Something important is happening. The scene has changed from a normal pleasant though not quite tranquil morning in Amalteen harbor, to something more mysterious and ominous. Now imagine for a second you are a player in a typical game, and you just decide to say to the group the above scene reframing peice. The other players would look at you like you are crazy. The DM would be like, "What? Wait a minute?" Heck, I reframed that scene and my PLAYERS were like, "What?". My players went into shock. Imagine if a player took on that narrative authority. How would you adjudicate a player doing scene reframing like that? You've claimed that players have that inherent authority to scene frame, and I'm struggling to grasp how that works.
So there is to my mind a really big difference between a player saying, "I conjure a giant centipede.", which is a proposition, and a player saying, "Ok, I conjure a giant centipede. It has a 40' climb speed and can climb over any obstacle so we can just go in a straight line and I can forced march it until it dies. I figure thats about 60 miles a day, so in three days we get to the Witch Kings tomb on the other side of the desert." The second is the classic outcome as proposition gambit by a player, and the novice DM falls into its trap by taking it on its own terms and trying to argue with the rules interpretation. The skilled power gamer smiles and argues and argues until he gets a satisfactory rules explanation, and then the DM realizes he's just agreed to reframe the scene to the Lich King's tomb and he's wondering what just went wrong. What went wrong is that everything that the player said after, "I conjure a giant centipede" was not only irrelevant but broke the social contract. Players get to offer propositions. They don't get to offer outcomes or scene reframing.

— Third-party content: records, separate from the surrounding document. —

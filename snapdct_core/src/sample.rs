//! Raw sample layout: interleaved signed 8-bit `I, Q` pairs with no header.

use std::io::{self, Read};

use num_complex::Complex;

/// One complex sample as stored on disk.
pub type Sample = Complex<i8>;

/// Bytes per sample on disk.
pub const SAMPLE_BYTES: usize = 2;

/// Read until `buf` is full or the source is exhausted.
///
/// Returns the number of bytes placed in `buf`; anything short of `buf.len()`
/// means end of input was reached.
pub fn read_full<R: Read>(src: &mut R, buf: &mut [u8]) -> io::Result<usize> {
    let mut filled = 0;
    while filled < buf.len() {
        match src.read(&mut buf[filled..]) {
            Ok(0) => break,
            Ok(n) => filled += n,
            Err(e) if e.kind() == io::ErrorKind::Interrupted => continue,
            Err(e) => return Err(e),
        }
    }
    Ok(filled)
}

/// Widen raw interleaved bytes to complex floats for the transform.
pub fn bytes_to_complex(src: &[u8], out: &mut [Complex<f32>]) {
    debug_assert_eq!(src.len(), out.len() * SAMPLE_BYTES);
    for (pair, c) in src.chunks_exact(SAMPLE_BYTES).zip(out.iter_mut()) {
        *c = Complex::new(pair[0] as i8 as f32, pair[1] as i8 as f32);
    }
}

/// Round reconstructed values to the nearest integer and narrow to signed
/// 8-bit, saturating at the type bounds.
pub fn complex_to_bytes(src: &[Complex<f32>], out: &mut [u8]) {
    debug_assert_eq!(out.len(), src.len() * SAMPLE_BYTES);
    for (c, pair) in src.iter().zip(out.chunks_exact_mut(SAMPLE_BYTES)) {
        pair[0] = narrow(c.re) as u8;
        pair[1] = narrow(c.im) as u8;
    }
}

#[inline]
fn narrow(value: f32) -> i8 {
    value.round().clamp(i8::MIN as f32, i8::MAX as f32) as i8
}

/// Decode raw bytes into samples. A trailing odd byte is ignored.
pub fn parse_samples(src: &[u8]) -> Vec<Sample> {
    src.chunks_exact(SAMPLE_BYTES)
        .map(|pair| Complex::new(pair[0] as i8, pair[1] as i8))
        .collect()
}

/// Encode samples as interleaved raw bytes.
pub fn samples_to_bytes(samples: &[Sample]) -> Vec<u8> {
    samples.iter().flat_map(|s| [s.re as u8, s.im as u8]).collect()
}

I would say that any time the players (or the DM for that matter) changes the parameters of the situation significantly enough that the scenerio is now very different, that's scene reframing. At least, that's how I've always understood the term. So, yes, I do consider Greenfield's example to be the players reframing the scene. The original scene was a dangerous climb down the cliff, possibly falling, roping together, using various skills, maybe even an attack by some flying critter half way down. The reframed scene is a 30 second narration by the players of what amounts to essentially an elevator ride.

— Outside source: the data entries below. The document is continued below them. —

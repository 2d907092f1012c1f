//! Numeric comparison of two raw sample recordings, typically an original
//! capture and its decoded reconstruction.

use std::f64::consts::PI;

use crate::sample::{Sample, SAMPLE_BYTES};

/// Samples per navigation segment when nothing else is configured.
pub const DEFAULT_SEGMENT_SAMPLES: u64 = 32 * 1024;

/// Error metrics of `test` against `reference` over their common prefix.
#[derive(Debug, Clone, Copy, PartialEq)]
pub struct ComparisonReport {
    /// Samples compared.
    pub samples: u64,
    /// Largest per-component difference.
    pub max_abs_error: u32,
    /// Root mean square of the complex error magnitude.
    pub rmse: f64,
    /// Reference power over error power in dB. `+inf` for identical inputs.
    pub snr_db: f64,
    /// Mean absolute phase difference in radians over samples where both
    /// sides are non-zero.
    pub mean_phase_error_rad: f64,
}

pub fn compare(reference: &[Sample], test: &[Sample]) -> ComparisonReport {
    let mut max_abs_error = 0u32;
    let mut signal = 0f64;
    let mut noise = 0f64;
    let mut phase_sum = 0f64;
    let mut phase_count = 0u64;

    for (r, t) in reference.iter().zip(test) {
        let dre = t.re as i32 - r.re as i32;
        let dim = t.im as i32 - r.im as i32;
        max_abs_error = max_abs_error.max(dre.unsigned_abs()).max(dim.unsigned_abs());

        let (rre, rim) = (r.re as f64, r.im as f64);
        let (tre, tim) = (t.re as f64, t.im as f64);
        signal += rre * rre + rim * rim;
        noise += (dre * dre + dim * dim) as f64;

        if (r.re, r.im) != (0, 0) && (t.re, t.im) != (0, 0) {
            phase_sum += wrap_phase(tim.atan2(tre) - rim.atan2(rre)).abs();
            phase_count += 1;
        }
    }

    let samples = reference.len().min(test.len()) as u64;
    let rmse = if samples == 0 {
        0.0
    } else {
        (noise / samples as f64).sqrt()
    };
    let snr_db = if noise == 0.0 {
        f64::INFINITY
    } else {
        10.0 * (signal / noise).log10()
    };
    let mean_phase_error_rad = if phase_count == 0 {
        0.0
    } else {
        phase_sum / phase_count as f64
    };

    ComparisonReport {
        samples,
        max_abs_error,
        rmse,
        snr_db,
        mean_phase_error_rad,
    }
}

/// Wrap an angle into `[-π, π]`.
fn wrap_phase(mut angle: f64) -> f64 {
    while angle > PI {
        angle -= 2.0 * PI;
    }
    while angle < -PI {
        angle += 2.0 * PI;
    }
    angle
}

// ── Navigation state ───────────────────────────────────────────────────────

/// Input events understood by the segment navigator.
#[derive(Debug, Clone, Copy, PartialEq, Eq)]
pub enum ViewEvent {
    NextSegment,
    PreviousSegment,
    /// Swap which recording is treated as the reference.
    SwapOrder,
}

impl ViewEvent {
    /// Map a key character: `>`/`n` next, `<`/`p` previous, `s` swap.
    pub fn from_key(key: char) -> Option<Self> {
        match key {
            '>' | 'n' => Some(Self::NextSegment),
            '<' | 'p' => Some(Self::PreviousSegment),
            's' => Some(Self::SwapOrder),
            _ => None,
        }
    }
}

/// Which segment of the two recordings is being looked at and in which order.
#[derive(Debug, Clone, Copy, PartialEq, Eq, Default)]
pub struct ViewState {
    pub segment: u64,
    /// `true` when the second recording is the reference.
    pub swapped: bool,
}

impl ViewState {
    /// Pure transition: the state after `event`.
    pub fn apply(self, event: ViewEvent) -> Self {
        match event {
            ViewEvent::NextSegment => Self {
                segment: self.segment.saturating_add(1),
                ..self
            },
            ViewEvent::PreviousSegment => Self {
                segment: self.segment.saturating_sub(1),
                ..self
            },
            ViewEvent::SwapOrder => Self {
                swapped: !self.swapped,
                ..self
            },
        }
    }

    /// Byte offset of the current segment in a raw sample file.
    pub fn byte_offset(&self, segment_samples: u64) -> u64 {
        self.segment * segment_samples * SAMPLE_BYTES as u64
    }

    /// Order a pair of recordings as `(reference, test)`.
    pub fn order<'a, T: ?Sized>(&self, first: &'a T, second: &'a T) -> (&'a T, &'a T) {
        if self.swapped {
            (second, first)
        } else {
            (first, second)
        }
    }
}
use std::time::{Duration, Instant};

use tracing::info;

/// Minimum spacing between two progress lines.
pub const REPORT_INTERVAL: Duration = Duration::from_secs(1);

const MB: f64 = 1_000_000.0;

/// Which direction a [`Progress`] tracker is reporting on.
#[derive(Debug, Clone, Copy, PartialEq, Eq)]
pub enum Direction {
    Encoding,
    Decoding,
}

/// Counters sampled at one report.
#[derive(Debug, Clone, Copy, Default)]
pub struct Snapshot {
    /// Bytes of the known-size side consumed so far (raw input when encoding,
    /// compressed input when decoding).
    pub processed: u64,
    /// Bytes written on the other side.
    pub produced: u64,
    /// `bins_to_keep / block_size`.
    pub trimming_ratio: f64,
    /// Entropy-coder ratio, compressed over uncompressed.
    pub entropy_ratio: f64,
}

impl Snapshot {
    /// Overall size ratio from trimming and entropy coding together.
    pub fn overall_ratio(&self) -> f64 {
        self.trimming_ratio * self.entropy_ratio
    }
}

/// Rate in bytes per second and remaining seconds, given `processed` out of
/// an optional `total` after `elapsed`.
pub fn rate_and_eta(processed: u64, total: Option<u64>, elapsed: Duration) -> (f64, Option<f64>) {
    let secs = elapsed.as_secs_f64();
    if secs <= 0.0 {
        return (0.0, None);
    }
    let rate = processed as f64 / secs;
    let eta = match total {
        Some(total) if rate > 0.0 => Some(total.saturating_sub(processed) as f64 / rate),
        _ => None,
    };
    (rate, eta)
}

/// Throttled throughput reporter. Purely observational: it never influences
/// the pipeline, it only logs.
pub struct Progress {
    direction: Direction,
    total: Option<u64>,
    start: Instant,
    last_report: Instant,
}

impl Progress {
    pub fn new(direction: Direction, total: Option<u64>) -> Self {
        let now = Instant::now();
        Self {
            direction,
            total,
            start: now,
            last_report: now,
        }
    }

    /// Log a progress line if at least [`REPORT_INTERVAL`] passed since the
    /// last one. Returns whether a line was emitted.
    pub fn tick(&mut self, snapshot: Snapshot) -> bool {
        let now = Instant::now();
        if now.duration_since(self.last_report) < REPORT_INTERVAL {
            return false;
        }
        self.last_report = now;
        self.report(snapshot, now.duration_since(self.start));
        true
    }

    fn report(&self, s: Snapshot, elapsed: Duration) {
        let (rate, eta) = rate_and_eta(s.processed, self.total, elapsed);
        let total_mb = self.total.map(|t| t as f64 / MB).unwrap_or(f64::NAN);
        let eta = eta.map(|e| format!("{e:.0} s")).unwrap_or_else(|| "unknown".into());
        let produced = match self.direction {
            Direction::Encoding => "compressed size",
            Direction::Decoding => "decompressed size",
        };
        info!(
            "{:?}: {:.1} / {:.1} MB processed, {}: {:.1} MB, ratio: {:.2}% ({:.2}% trimming, {:.2}% entropy), rate = {:.2} MB/s, eta: {}",
            self.direction,
            s.processed as f64 / MB,
            total_mb,
            produced,
            s.produced as f64 / MB,
            s.overall_ratio() * 100.0,
            s.trimming_ratio * 100.0,
            s.entropy_ratio * 100.0,
            rate / MB,
            eta,
        );
    }

    pub fn elapsed(&self) -> Duration {
        self.start.elapsed()
    }
}

/// Format a byte count with binary units, e.g. `1.50 MB`.
pub fn human_bytes(n: u64) -> String {
    const UNITS: &[&str] = &["B", "KB", "MB", "GB", "TB"];
    let mut v = n as f64;
    let mut unit = 0;
    while v >= 1024.0 && unit < UNITS.len() - 1 {
        v /= 1024.0;
        unit += 1;
    }
    if unit == 0 {
        format!("{} B", n)
    } else {
        format!("{:.2} {}", v, UNITS[unit])
    }
}

#[cfg(test)]
mod tests {
    use super::*;

    #[test]
    fn rate_and_eta_from_known_total() {
        let (rate, eta) = rate_and_eta(2_000_000, Some(10_000_000), Duration::from_secs(2));
        assert_eq!(rate, 1_000_000.0);
        assert_eq!(eta, Some(8.0));
    }

    #[test]
    fn unknown_total_has_no_eta() {
        let (rate, eta) = rate_and_eta(500, None, Duration::from_millis(500));
        assert_eq!(rate, 1000.0);
        assert_eq!(eta, None);
        assert_eq!(rate_and_eta(10, Some(20), Duration::ZERO), (0.0, None));
    }

    #[test]
    fn first_tick_is_throttled() {
        let mut progress = Progress::new(Direction::Encoding, Some(100));
        assert!(!progress.tick(Snapshot::default()));
    }

    #[test]
    fn overall_ratio_multiplies() {
        let s = Snapshot {
            trimming_ratio: 0.25,
            entropy_ratio: 0.5,
            ..Snapshot::default()
        };
        assert_eq!(s.overall_ratio(), 0.125);
    }

    #[test]
    fn human_bytes_units() {
        assert_eq!(human_bytes(512), "512 B");
        assert_eq!(human_bytes(1536), "1.50 KB");
        assert_eq!(human_bytes(3 * 1024 * 1024), "3.00 MB");
    }
}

First of all, the original scene wasn't a climb down a cliff. That's something undertaken by the actor. The original scene was a road, a cliff, and three watchposts. There is no climbing in the scene until the actor acts within it. The actor deciding to climb, or fly, or walk down the road isn't seen reframing. The scenario hasn't changed. It's still a road, a cliff, and three watchposts. There is no such thing in an RPG as a framing a scene as a dangerous climb down a cliff. The DM isn't writing a script for crying out loud. The players can just come to the cliff, take one look at it, and say, "I'm not going that's way. Let's go back to town and get a beer." And that doesn't reframe the scene either. That is the scene.

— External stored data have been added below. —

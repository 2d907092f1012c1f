//! Orthonormal DCT-II / DCT-III over blocks of complex samples.
//!
//! Real and imaginary lanes are independent real signals, so every complex
//! coefficient is the pair of real DCTs of the two lanes. Both directions read
//! the same cosine table; the inverse walks it transposed.

use std::f32::consts::FRAC_1_SQRT_2;
use std::f64::consts::PI;

use num_complex::Complex;
use thiserror::Error;

/// The cosine table for a block size could not be allocated.
#[derive(Debug, Clone, Error, PartialEq, Eq)]
pub enum TransformError {
    #[error("cosine table for block size {0} does not fit in memory")]
    TableTooLarge(usize),
}

/// `cos(π/N · (b + ½) · a)` for the table, evaluated in `f64` with the phase
/// reduced modulo a full turn before narrowing to `f32`.
///
/// `(2b + 1) · a` is an exact integer, so reducing it modulo `4N` keeps the
/// argument small even for N = 1024 where the naive `f32` product loses digits.
#[inline]
fn dct_cosine(n: usize, a: usize, b: usize) -> f32 {
    let phase = ((2 * b + 1) * a) % (4 * n);
    (PI * phase as f64 / (2 * n) as f64).cos() as f32
}

/// Orthonormal scale `sqrt(2/N)`.
#[inline]
fn dct_scale(n: usize) -> f32 {
    (2.0 / n as f32).sqrt()
}

// ── Cosine table ───────────────────────────────────────────────────────────

/// Precomputed `N × N` cosine table.
///
/// Flat row-major storage: `table[a * N + b] = cos(π/N · (b + ½) · a)`, where
/// `a` is the frequency index and `b` the sample index.
#[derive(Debug, Clone)]
pub struct CosineTable {
    size: usize,
    table: Vec<f32>,
}

impl CosineTable {
    pub fn new(size: usize) -> Result<Self, TransformError> {
        let len = size
            .checked_mul(size)
            .ok_or(TransformError::TableTooLarge(size))?;
        let mut table = Vec::new();
        table
            .try_reserve_exact(len)
            .map_err(|_| TransformError::TableTooLarge(size))?;
        for a in 0..size {
            for b in 0..size {
                table.push(dct_cosine(size, a, b));
            }
        }
        Ok(Self { size, table })
    }

    #[inline]
    pub fn size(&self) -> usize {
        self.size
    }

    /// Row `a` of the table: the basis vector of frequency `a`.
    #[inline]
    pub fn row(&self, a: usize) -> &[f32] {
        &self.table[a * self.size..(a + 1) * self.size]
    }

    #[inline]
    pub fn get(&self, a: usize, b: usize) -> f32 {
        self.table[a * self.size + b]
    }
}

// ── Table-driven transform ─────────────────────────────────────────────────

/// Block DCT engine owning one [`CosineTable`].
///
/// The table costs `N²` cosine evaluations once; every block after that is
/// multiply-accumulate only.
#[derive(Debug, Clone)]
pub struct Dct {
    table: CosineTable,
    scale: f32,
}

impl Dct {
    /// Build an engine for blocks of `block_size` samples (`block_size ≥ 1`).
    pub fn new(block_size: usize) -> Result<Self, TransformError> {
        Ok(Self {
            table: CosineTable::new(block_size)?,
            scale: dct_scale(block_size),
        })
    }

    /// Rebuild the table for a new block size. No-op if the size is unchanged.
    /// On failure the engine keeps its current table.
    pub fn resize(&mut self, block_size: usize) -> Result<(), TransformError> {
        if block_size != self.table.size() {
            *self = Self::new(block_size)?;
        }
        Ok(())
    }

    #[inline]
    pub fn block_size(&self) -> usize {
        self.table.size()
    }

    pub fn table(&self) -> &CosineTable {
        &self.table
    }

    /// Forward DCT-II. `input` and `output` must both hold `block_size` values.
    pub fn forward(&self, input: &[Complex<f32>], output: &mut [Complex<f32>]) {
        let n = self.block_size();
        debug_assert_eq!(input.len(), n);
        debug_assert_eq!(output.len(), n);

        for (a, out) in output.iter_mut().enumerate() {
            let mut sum = Complex::new(0.0f32, 0.0f32);
            for (x, &c) in input.iter().zip(self.table.row(a)) {
                sum += *x * c;
            }
            *out = sum * self.scale;
        }
        if let Some(dc) = output.first_mut() {
            *dc *= FRAC_1_SQRT_2;
        }
    }

    /// Inverse transform (DCT-III), the exact inverse of [`forward`](Self::forward).
    pub fn inverse(&self, input: &[Complex<f32>], output: &mut [Complex<f32>]) {
        let n = self.block_size();
        debug_assert_eq!(input.len(), n);
        debug_assert_eq!(output.len(), n);

        for (a, out) in output.iter_mut().enumerate() {
            let mut sum = input[0] * FRAC_1_SQRT_2;
            for (b, x) in input.iter().enumerate().skip(1) {
                sum += *x * self.table.get(b, a);
            }
            *out = sum * self.scale;
        }
    }
}

// ── Direct (reference) transform ───────────────────────────────────────────

/// `cos(π/N · (b + ½) · a)` straight from the definition, in `f32`.
#[inline]
fn naive_cosine(n: usize, a: usize, b: usize) -> f32 {
    (std::f32::consts::PI / n as f32 * (b as f32 + 0.5) * a as f32).cos()
}

/// Forward DCT recomputing every cosine from the textbook `f32` formula.
/// O(N²) transcendental calls; the reference the table-driven engine is
/// checked against.
pub fn forward_direct(input: &[Complex<f32>], output: &mut [Complex<f32>]) {
    let n = input.len();
    let scale = dct_scale(n);
    for (a, out) in output.iter_mut().enumerate().take(n) {
        let mut sum = Complex::new(0.0f32, 0.0f32);
        for (b, x) in input.iter().enumerate() {
            sum += *x * naive_cosine(n, a, b);
        }
        *out = sum * scale;
    }
    if n > 0 {
        output[0] *= FRAC_1_SQRT_2;
    }
}

/// Inverse DCT recomputing every cosine.
pub fn inverse_direct(input: &[Complex<f32>], output: &mut [Complex<f32>]) {
    let n = input.len();
    if n == 0 {
        return;
    }
    let scale = dct_scale(n);
    for (a, out) in output.iter_mut().enumerate().take(n) {
        let mut sum = input[0] * FRAC_1_SQRT_2;
        for (b, x) in input.iter().enumerate().skip(1) {
            sum += *x * naive_cosine(n, b, a);
        }
        *out = sum * scale;
    }
}

#[cfg(test)]
mod tests {
    use super::*;

    fn ramp(n: usize) -> Vec<Complex<f32>> {
        (0..n)
            .map(|i| {
                let t = i as f32;
                Complex::new((t * 0.37).sin() * 100.0, (t * 0.11).cos() * -60.0 + 3.0)
            })
            .collect()
    }

    fn max_diff(a: &[Complex<f32>], b: &[Complex<f32>]) -> f32 {
        a.iter()
            .zip(b)
            .map(|(x, y)| (*x - *y).norm())
            .fold(0.0, f32::max)
    }

    #[test]
    fn table_matches_direct_for_all_sizes() {
        for &n in &[2usize, 8, 64, 1024] {
            let dct = Dct::new(n).unwrap();
            let input = ramp(n);

            let mut table_out = vec![Complex::default(); n];
            let mut direct_out = vec![Complex::default(); n];
            dct.forward(&input, &mut table_out);
            forward_direct(&input, &mut direct_out);
            // the reference rounds its phase in f32, so allow a few ulps per term
            let tolerance = 1e-3 * (n as f32).sqrt() * 100.0;
            assert!(
                max_diff(&table_out, &direct_out) <= tolerance,
                "forward mismatch for N={n}"
            );

            let mut table_back = vec![Complex::default(); n];
            let mut direct_back = vec![Complex::default(); n];
            dct.inverse(&table_out, &mut table_back);
            inverse_direct(&direct_out, &mut direct_back);
            assert!(
                max_diff(&table_back, &direct_back) <= tolerance,
                "inverse mismatch for N={n}"
            );
        }
    }

    #[test]
    fn inverse_undoes_forward() {
        for &n in &[1usize, 2, 8, 64] {
            let dct = Dct::new(n).unwrap();
            let input = ramp(n);
            let mut coeffs = vec![Complex::default(); n];
            let mut back = vec![Complex::default(); n];
            dct.forward(&input, &mut coeffs);
            dct.inverse(&coeffs, &mut back);
            assert!(max_diff(&input, &back) < 1e-2, "round trip drift for N={n}");
        }
    }

    #[test]
    fn constant_block_concentrates_in_dc() {
        let dct = Dct::new(8).unwrap();
        let input = vec![Complex::new(20.0f32, -5.0); 8];
        let mut coeffs = vec![Complex::default(); 8];
        dct.forward(&input, &mut coeffs);

        // orthonormal DC = sum / sqrt(N)
        assert!((coeffs[0].re - 160.0 / 8f32.sqrt()).abs() < 1e-3);
        assert!((coeffs[0].im + 40.0 / 8f32.sqrt()).abs() < 1e-3);
        for c in &coeffs[1..] {
            assert!(c.norm() < 1e-3);
        }
    }

    #[test]
    fn zero_block_stays_zero() {
        let dct = Dct::new(8).unwrap();
        let input = vec![Complex::new(0.0f32, 0.0); 8];
        let mut coeffs = vec![Complex::new(1.0f32, 1.0); 8];
        dct.forward(&input, &mut coeffs);
        assert!(coeffs.iter().all(|c| c.re == 0.0 && c.im == 0.0));
    }

    #[test]
    fn resize_rebuilds_only_on_change() {
        let mut dct = Dct::new(8).unwrap();
        assert_eq!(dct.table().size(), 8);
        dct.resize(8).unwrap();
        assert_eq!(dct.block_size(), 8);
        dct.resize(16).unwrap();
        assert_eq!(dct.block_size(), 16);
        assert_eq!(dct.table().row(3).len(), 16);
        assert!((dct.table().get(0, 5) - 1.0).abs() < f32::EPSILON);
    }

    #[test]
    fn oversized_table_is_an_error_not_a_panic() {
        let huge = usize::MAX / 2;
        assert_eq!(Dct::new(huge).unwrap_err(), TransformError::TableTooLarge(huge));

        let mut dct = Dct::new(8).unwrap();
        assert!(dct.resize(huge).is_err());
        assert_eq!(dct.block_size(), 8);
    }

    #[test]
    fn naive_cosine_agrees_with_table() {
        // f32 phase rounding dominates near the largest arguments
        let n = 1024;
        let table = CosineTable::new(n).unwrap();
        let worst = (0..n)
            .flat_map(|a| (0..n).map(move |b| (a, b)))
            .map(|(a, b)| (table.get(a, b) - naive_cosine(n, a, b)).abs())
            .fold(0.0f32, f32::max);
        assert!(worst < 2e-3, "worst cosine deviation {worst}");
    }
}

But careful. Where do players get the right to a 30 second narration of what happens, and how it works, and what the outcome is? Players can only describe their actions. Now if it is a good plan, and there are no factors they weren't aware of, and nothing happens to interupt the plan, probably they'll just get a series of affirmations from the game master validating the plan so far and eventually they'll probably need the GM to scene frame. But they can't just say, "Ok, I arrive at the gate.", just because they think its a good plan. If the players can just say, "Ok, we accomplish what we want to accomplish without hassle.", you don't need a DM.